Cabinet Of Curiosities

Gallery ILE is delighted to present its Cabinet of Curiosities, inspired by the attire often found in the Vestiaire of Kings and Monarchs at the Royal Court of Dahomey's ancient Kingdom.

Amongst these truly rare finds, a one of a kind "Makpo" or Recade, the royal sceptre specific to the Kings of Dahomey who wore them on the left shoulder. Casted in bronze, it features intricately  carved feathers and is adorned with a mythological Kalao bird's head believed to symbolise the arrival of peace. 

A wooden hair comb, arm bands, paper weights and refined jewellery pieces masterfully carved in Ebony wood, red agate, organic clay and bones. 

There's even a stellar 60 years old ancestral 'Adjito' board game hand carved in Guibourtia Copallife that eerily resembles a baby crocodile. 

We Hope you'll enjoy this highly curated selection of interstellar artefacts and rare collectibles, masterfully crafted by the best master-artisans currently working in Benin. 

Image Credits: Phyllis Galembo

Charly D’Almeida

Charly D’Almeida

With a career spanning three decades, critically acclaimed visual artist Charly D'Almeida, whose creative practice is based in Cotonou, is one of the driving forces furthering the establishment and international radius of contemporary art from Benin, with a following wing of dedicated collectors across the African continent, Europe at large and The United States. 

Concerned with the perils plaguing human society, D'Almeida’s oeuvre confronts viewers with notions of materialism, mass consumerism and the environment.
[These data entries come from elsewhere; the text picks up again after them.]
// Copyright (c) 2025 Fabstir
// SPDX-License-Identifier: BUSL-1.1

//! Bulk-import jobs and file decoding
//!
//! A file set is either one row-based JSON file (`{"rows": [...]}`) or one
//! column file per field, named `<field>.json` (a JSON array) or
//! `<field>.cbor` (a CBOR array).

use crate::core::error::{DbError, DbResult};
use crate::core::mutation::columns_to_rows;
use crate::core::types::Row;
use chrono::{DateTime, Utc};
use serde::{Deserialize, Serialize};
use serde_json::{Map, Value};

#[derive(Debug, Clone, PartialEq, Eq, Serialize, Deserialize)]
#[serde(tag = "state", content = "reason")]
pub enum ImportState {
    Pending,
    Importing,
    Completed,
    Failed(String),
}

impl ImportState {
    pub fn is_finished(&self) -> bool {
        matches!(self, ImportState::Completed | ImportState::Failed(_))
    }
}

#[derive(Debug, Clone, PartialEq, Serialize, Deserialize)]
pub struct ImportJob {
    pub job_id: String,
    pub collection_name: String,
    #[serde(default)]
    pub partition_name: Option<String>,
    pub files: Vec<Vec<String>>,
    pub state: ImportState,
    /// Percent of file sets processed.
    pub progress: u32,
    pub imported_rows: usize,
    pub created_at: DateTime<Utc>,
}

impl ImportJob {
    pub fn new(collection_name: &str, partition_name: Option<String>, files: Vec<Vec<String>>) -> Self {
        Self {
            job_id: uuid::Uuid::new_v4().to_string(),
            collection_name: collection_name.to_string(),
            partition_name,
            files,
            state: ImportState::Pending,
            progress: 0,
            imported_rows: 0,
            created_at: Utc::now(),
        }
    }
}

#[derive(Debug, Clone, Copy, PartialEq, Eq)]
enum FileFormat {
    Json,
    Cbor,
}

/// Split `path/to/field.ext` into (`field`, format).
fn classify(key: &str) -> DbResult<(&str, FileFormat)> {
    let file = key.rsplit('/').next().unwrap_or(key);
    let (stem, ext) = file.rsplit_once('.').ok_or_else(|| {
        DbError::Validation(format!("import file '{}' has no extension", key))
    })?;
    let format = match ext.to_ascii_lowercase().as_str() {
        "json" => FileFormat::Json,
        "cbor" => FileFormat::Cbor,
        other => {
            return Err(DbError::UnsupportedOperation(format!(
                "import file '{}': unsupported format '.{}'",
                key, other
            )))
        }
    };
    Ok((stem, format))
}

fn decode(key: &str, format: FileFormat, bytes: &[u8]) -> DbResult<Value> {
    match format {
        FileFormat::Json => serde_json::from_slice(bytes)
            .map_err(|e| DbError::Validation(format!("import file '{}': {}", key, e))),
        FileFormat::Cbor => serde_cbor::from_slice(bytes)
            .map_err(|e| DbError::Validation(format!("import file '{}': {}", key, e))),
    }
}

/// Decode one file set into rows.
pub fn decode_file_set(files: &[(String, Vec<u8>)]) -> DbResult<Vec<Row>> {
    if let [(key, bytes)] = files {
        let (_, format) = classify(key)?;
        let value = decode(key, format, bytes)?;
        if let Some(rows) = value.get("rows") {
            return rows_from_value(key, rows);
        }
    }

    let mut columns = Map::new();
    for (key, bytes) in files {
        let (field, format) = classify(key)?;
        let value = decode(key, format, bytes)?;
        if !value.is_array() {
            return Err(DbError::Validation(format!(
                "import file '{}' must hold an array of values",
                key
            )));
        }
        columns.insert(field.to_string(), value);
    }
    columns_to_rows(&columns)
}

fn rows_from_value(key: &str, rows: &Value) -> DbResult<Vec<Row>> {
    let items = rows.as_array().ok_or_else(|| {
        DbError::Validation(format!("import file '{}': \"rows\" must be an array", key))
    })?;
    items
        .iter()
        .enumerate()
        .map(|(i, row)| {
            row.as_object().cloned().ok_or_else(|| {
                DbError::Validation(format!("import file '{}': row {} is not an object", key, i))
            })
        })
        .collect()
}
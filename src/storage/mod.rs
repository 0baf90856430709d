// Copyright (c) 2025 Fabstir
// SPDX-License-Identifier: BUSL-1.1

pub mod backend;
pub mod memory;
pub mod object_store;

pub use backend::StorageBackend;
pub use memory::InMemoryBackend;
pub use object_store::{InMemoryObjectStore, ObjectStore, ObjectStoreError};
#[cfg(test)]
mod tests {
    use super::*;
    use crate::core::index::{IndexType, MetricType};
    use crate::core::schema::{DataType, FieldOptions, SchemaBuilder};
    use serde_json::json;

    fn collection() -> Collection {
        let schema = CollectionSchema::quick(2).unwrap();
        Collection::new(1, "demo", schema, &CollectionOptions::default(), &DbConfig::immediate())
            .unwrap()
    }

    fn vector_index() -> IndexParams {
        IndexParams::new().add_index("vector", IndexType::AutoIndex, Some(MetricType::L2), None)
    }

    fn stored(pk: i64, partition: &str) -> StoredEntity {
        let mut entity = Entity {
            pk: PrimaryKey::Int(pk),
            scalars: BTreeMap::new(),
            vectors: BTreeMap::new(),
            dynamic: BTreeMap::new(),
        };
        entity.scalars.insert("id".to_string(), json!(pk));
        StoredEntity {
            entity,
            partition: partition.to_string(),
        }
    }

    #[test]
    fn test_load_requires_vector_index() {
        let mut c = collection();
        assert!(matches!(c.load(None), Err(DbError::MissingIndex(_))));
        c.create_index(&vector_index()).unwrap();
        c.load(None).unwrap();
        assert_eq!(c.load_state(), LoadState::Loaded);
        assert_eq!(c.loading_progress(), 100);
    }

    #[test]
    fn test_release_is_idempotent() {
        let mut c = collection();
        c.create_index(&vector_index()).unwrap();
        c.release(None).unwrap();
        c.load(None).unwrap();
        c.release(None).unwrap();
        c.release(None).unwrap();
        assert_eq!(c.load_state(), LoadState::NotLoad);
    }

    #[test]
    fn test_partition_load_drives_collection_state() {
        let mut c = collection();
        c.create_index(&vector_index()).unwrap();
        c.create_partition("p1").unwrap();
        c.load(Some(&["p1".to_string()])).unwrap();
        assert_eq!(c.load_state(), LoadState::Loaded);
        assert_eq!(c.loading_progress(), 50);
        assert!(matches!(c.drop_partition("p1"), Err(DbError::InvalidState(_))));
        c.release(Some(&["p1".to_string()])).unwrap();
        assert_eq!(c.load_state(), LoadState::NotLoad);
        c.drop_partition("p1").unwrap();
        assert!(!c.has_partition("p1"));
    }

    #[test]
    fn test_default_partition_cannot_be_dropped() {
        let mut c = collection();
        assert!(matches!(c.drop_partition(DEFAULT_PARTITION), Err(DbError::Validation(_))));
        assert!(matches!(c.drop_partition("nope"), Err(DbError::NotFound(_))));
    }

    #[test]
    fn test_drop_index_requires_release() {
        let mut c = collection();
        c.create_index(&vector_index()).unwrap();
        c.load(None).unwrap();
        assert!(matches!(c.drop_index("vector"), Err(DbError::InvalidState(_))));
        c.release(None).unwrap();
        c.drop_index("vector").unwrap();
        assert!(c.list_indexes().is_empty());
    }

    #[test]
    fn test_partition_key_collection_has_hidden_partitions() {
        let schema = SchemaBuilder::new()
            .add_field("id", DataType::Int64, FieldOptions::new().primary())
            .unwrap()
            .add_field("tenant", DataType::VarChar, FieldOptions::new().max_length(32))
            .unwrap()
            .add_field("vector", DataType::FloatVector, FieldOptions::new().dim(2))
            .unwrap()
            .partition_key_field("tenant")
            .build()
            .unwrap();
        let options = CollectionOptions {
            num_partitions: Some(4),
            metric_type: None,
        };
        let mut c = Collection::new(2, "tenants", schema, &options, &DbConfig::immediate()).unwrap();
        assert_eq!(c.partition_names().len(), 4);
        assert!(matches!(c.create_partition("p"), Err(DbError::Validation(_))));
    }

    #[test]
    fn test_store_delays_visibility_until_flush() {
        let mut store = EntityStore::new(Duration::from_secs(60));
        store.put(stored(1, DEFAULT_PARTITION));
        assert!(store.contains(&PrimaryKey::Int(1)));
        assert_eq!(store.visible().count(), 0);
        store.promote(Instant::now());
        assert_eq!(store.visible().count(), 0);
        assert_eq!(store.flush(), 1);
        assert_eq!(store.visible().count(), 1);
        store.remove(&PrimaryKey::Int(1));
        assert!(store.get_visible(&PrimaryKey::Int(1)).is_some());
        store.flush();
        assert!(store.get_visible(&PrimaryKey::Int(1)).is_none());
    }

    #[test]
    fn test_has_due_tracks_oldest_pending_write() {
        let mut store = EntityStore::new(Duration::from_secs(60));
        assert!(!store.has_due(Instant::now()));
        store.put(stored(1, DEFAULT_PARTITION));
        assert!(!store.has_due(Instant::now()));
        let later = Instant::now() + Duration::from_secs(61);
        assert!(store.has_due(later));
        store.promote(later);
        assert!(!store.has_due(later));
        assert_eq!(store.visible().count(), 1);
    }

    #[test]
    fn test_load_state_cell_cas() {
        let cell = LoadStateCell::new(LoadState::NotLoad);
        assert!(cell.transition(LoadState::NotLoad, LoadState::Loading));
        assert!(!cell.transition(LoadState::NotLoad, LoadState::Loading));
        assert_eq!(cell.get(), LoadState::Loading);
    }
}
Throughout his practice, D’Almeida aspires to transfigure the human experience by way of a visual narrative that is intrinsically dystopian, bold and arresting.

Although formerly trained as a painter, over the past 15 years, Charly D'Almeida has been perfecting his creed as a sculptural ironsmith, which today confers him the status of a master. Known for molding uniquely idiosyncratic sculptures, through an ingenious use of scraped metal parts and other recycled components, Charly D’Almeida feverishly repurposes, recomposes and reconstitutes the discarded fragments of our humanity, into intricate structures that are all together mesmerizing, gleeful, unnerving and at times discomforting. 

D'Almeida conceives each sculpture as a prayer addressed to Ogun, the emblematic God of Iron & War and the Patron of all Silversmiths, in Benin’s Cosmogony. As if ignited by this divine bolt, metal becomes a means for transmutation, through which the artist reshapes matter itself, ultimately baring apparent the abuse of Mankind upon its environment.  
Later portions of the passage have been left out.